23 Temmuz darbesinden sonra Müslüman Kardeşler ile Nasır arasındaki ilişkiler Menşiye vakasına kadar inişli çıkışlı ilerler. Seyyid Kutup devrimden sonra Devrim Komuta Konseyi toplantılarının bazılarına katılabilen tek sivildir. Seyyid Kutup, Devrim Komuta Konseyinin kültür ve işçilerden sorumlu danışmanıdır. Seyyid Kutup devrimi verdiği destekten dolayı ‘devrimin maestrosu’ ünvanını almıştır. Devrim Komuta Konseyi üyelerinden Halit Muhyiddin ,’ Ve’l Ane etekellemu/Şimdi Konuşuyorum’ kitabında Hür Subaylar ile birlikte Hasan el Benna’ya nasıl biat ettiklerini anlatmaktadır. Salah Halife’nin teması sonucu Nasır ve Halit Muhyiddin eski bir binaya götürülür. Burada biat merasimi ve töreni icra edilecektir. Ellerini Kur’an ve mushafa koyarlar ve odadan yükselen sese eşlik ederek Mürşit olarak iyi ve kötü günlerinde Hasan el Benna’ya itaat edeceklerine dair söz verirler ve yemin ederler. Kitap ve Sünnet üzerine biat ederler. Bu da gösteriyor ki, Nasır Müslüman Kardeşlerin biatlı bir üyedir. Bu anlamda bidayeti itibarıyla 23 Temmuz 1952 devrimi aslında İslami bir devrimdir. Lakin daha sonar mecrasından saptırılıyor.
Timurtaş İkali’nin tanıklığına göre, 23 Temmuz devriminden beş gün evvel Müslüman Kardeşler adına Abdurrahman Sindi ile Nasır arasında devimin tertibatına dair anlaşma sağlanır. Müslüman Kardeşlere bağlı subaylardan Hüseyin Hammude’ye göre, Müslüman Kardeşler ordu içinde 1944 yılından beri örgütlenmekte ve aktif halde bulunmaktadır. Ordu içinde Müslüman Kardeşler yedi subay tarafından temsil edilmektedir. Bunlar sırasıyla, Abdulmünim Rauf, Cemal Abdunnasır, Kemaleddin Hüseyin, Saad Tevfik, Halit Muhyiddin, Hasan Hammude, Salah Halife. Hur Subayların çoğunluğunu teşkil eden Müslüman Kardeşler subayları 1952 darbesine de fiilen iştirak ederler. Darbeye 99 subay komuta etmiştir ve bunların ekserisi de Müslüman Kardeşler üyesidir. Subayların dışında darbenin başarılı olması için Müslüman Kardeşlerin Gizli Sivil Organı da ( El Cihaz es Sırrı el Medeni) sürece katılmıştır.

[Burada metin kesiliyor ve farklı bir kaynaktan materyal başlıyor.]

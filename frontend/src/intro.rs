//! Timing of the logo intro shown once per page load.

pub const PULSE_AT_MS: u32 = 1_000;
pub const EXIT_AT_MS: u32 = 2_500;
pub const COMPLETE_AT_MS: u32 = 3_000;

#[derive(Clone, Copy, Debug, PartialEq, Eq)]
pub enum IntroStage {
    Enter,
    Pulse,
    Exit,
}

impl IntroStage {
    pub fn class_name(self) -> &'static str {
        match self {
            IntroStage::Enter => "intro-enter",
            IntroStage::Pulse => "intro-pulse",
            IntroStage::Exit => "intro-exit",
        }
    }
}

#[derive(Clone, Copy, Debug, PartialEq, Eq)]
pub enum IntroEvent {
    Stage(IntroStage),
    Complete,
}

/// Fixed schedule as (offset from mount, event).
pub const SCHEDULE: [(u32, IntroEvent); 3] = [
    (PULSE_AT_MS, IntroEvent::Stage(IntroStage::Pulse)),
    (EXIT_AT_MS, IntroEvent::Stage(IntroStage::Exit)),
    (COMPLETE_AT_MS, IntroEvent::Complete),
];

/// Tracks which scheduled events have fired so each fires once.
#[derive(Debug)]
pub struct IntroSequencer {
    stage: IntroStage,
    fired: usize,
}

impl Default for IntroSequencer {
    fn default() -> Self {
        Self {
            stage: IntroStage::Enter,
            fired: 0,
        }
    }
}

impl IntroSequencer {
    pub fn stage(&self) -> IntroStage {
        self.stage
    }

    /// Fires every event due by `elapsed_ms` that has not fired yet.
    pub fn advance(&mut self, elapsed_ms: u32) -> Vec<IntroEvent> {
        let mut due = Vec::new();
        while let Some((at, event)) = SCHEDULE.get(self.fired).copied() {
            if at > elapsed_ms {
                break;
            }
            if let IntroEvent::Stage(stage) = event {
                self.stage = stage;
            }
            self.fired += 1;
            due.push(event);
        }
        due
    }
}

#[cfg(test)]
mod tests {
    use super::*;

    #[test]
    fn test_stage_by_elapsed_time() {
        let mut seq = IntroSequencer::default();
        for (t, expected) in [
            (0, IntroStage::Enter),
            (999, IntroStage::Enter),
            (1_000, IntroStage::Pulse),
            (2_499, IntroStage::Pulse),
            (2_500, IntroStage::Exit),
        ] {
            seq.advance(t);
            assert_eq!(seq.stage(), expected, "at {}ms", t);
        }
    }

    #[test]
    fn test_sequence_fires_in_order() {
        let mut seq = IntroSequencer::default();
        assert_eq!(seq.stage(), IntroStage::Enter);
        assert!(seq.advance(0).is_empty());
        assert_eq!(seq.advance(1_000), vec![IntroEvent::Stage(IntroStage::Pulse)]);
        assert_eq!(seq.stage(), IntroStage::Pulse);
        assert_eq!(seq.advance(2_500), vec![IntroEvent::Stage(IntroStage::Exit)]);
        assert!(seq.advance(2_999).is_empty());
        assert_eq!(seq.advance(3_000), vec![IntroEvent::Complete]);
        assert!(seq.advance(3_500).is_empty());
    }

    #[test]
    fn test_completion_fires_exactly_once() {
        let mut seq = IntroSequencer::default();
        let mut completions = 0;
        for t in (0..=6_000).step_by(250) {
            completions += seq
                .advance(t)
                .iter()
                .filter(|e| **e == IntroEvent::Complete)
                .count();
        }
        assert_eq!(completions, 1);
    }

    #[test]
    fn test_late_tick_fires_everything_due() {
        let mut seq = IntroSequencer::default();
        let events = seq.advance(10_000);
        assert_eq!(
            events,
            vec![
                IntroEvent::Stage(IntroStage::Pulse),
                IntroEvent::Stage(IntroStage::Exit),
                IntroEvent::Complete
            ]
        );
        assert_eq!(seq.stage(), IntroStage::Exit);
    }
}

Lakin İhvan kökenli devrim zamanla iki kanata ayrılmıştır. Nasır, Mısır için laik modeli savunmaktadır. Sivil kanat ise İslami modeli savunmaktadır. Bunun üzerine yollar ayrılır ve düzmece Menşiye olayıyla birlikte Nasır silah arkadaşlarına sırt döner. Nasır kendisine göre bir slogan üretir: Din Allah’ın, vatan herkesin! Nasır sadece Müslüman Kardeşlere sırt dönmekle kalmaz Sisi darbesinden sonra olduğu gibi İslami referansa da ters döner. İslamı da hedef alır. Durum Gazali’nin yazdığı gibidir :” Hükümranlık veya liderlik konusunda ihtilaf olabilir. Bazen kaçınılmaz hale de gelebilir. Lakin Nasır’ın zihniyetini anlamak mümkün değildir. Nasır’a göre, bu tür cemaatlerin çıkmasına kaynaklık etmesinden İslam sorumlu olduğuna göre, İslam tarihi de hafızadan silinmelidir. Böylece İslam da düşmanlıktan nasibini alır…” Sisi döneminde de böyle olmuştur. Müslüman Kardeşler üzerinden İslami referans hedef alınmıştır.
Yazar Fedva Hilmi’nin ifade ettiği gibi (http://www.assabeel.net/essays/item/26270), kabri başında Hasan el Benna’ya hulus çeken ve itaatini arz eden Nasır ile Sisi arasında bir fark yoktur. Sisi de bu makama Mürsi tarafından getirilmiş ve bir yıl boyunca ona dalkavukluk yapmıştır. Mürsi’nin veya Hayret Şatır’ın eşinin ifade ettiği gibi, kendilerini Sisi’nin namazı ve orucu kandırmıştır.
Şimdi Sisi siyasi zeminini güçlendirmeye çalışıyor. Körfez sermayesi ile ABD- Rusya üçgeni arasında mekik dokuyor, gidip geliyor. Siyasi zeminini güçlendirmek için Ruslara da göz kırpıyor. Lakin burada bir tezat yok. Zira Nasır’ın yaşadığı soğuk savaş döneminde değiliz. Hatta Suriye hattında Kerry-Lavrov (yeni Sykes- Picot) mutabakatından bahsediyorlar. Sisi’nin hepsinden çıkarı olduğu gibi hepsinin de Sisi’den çıkarı ve beklentisi var. İslamcı olmaması hepsine uyar. Tarih Sisi ile birlikte Mısır’da yeniden tekerrür etmiştir. Sonucun benzeyip benzemeyeceği sorusuna da gelecek cevap verecek.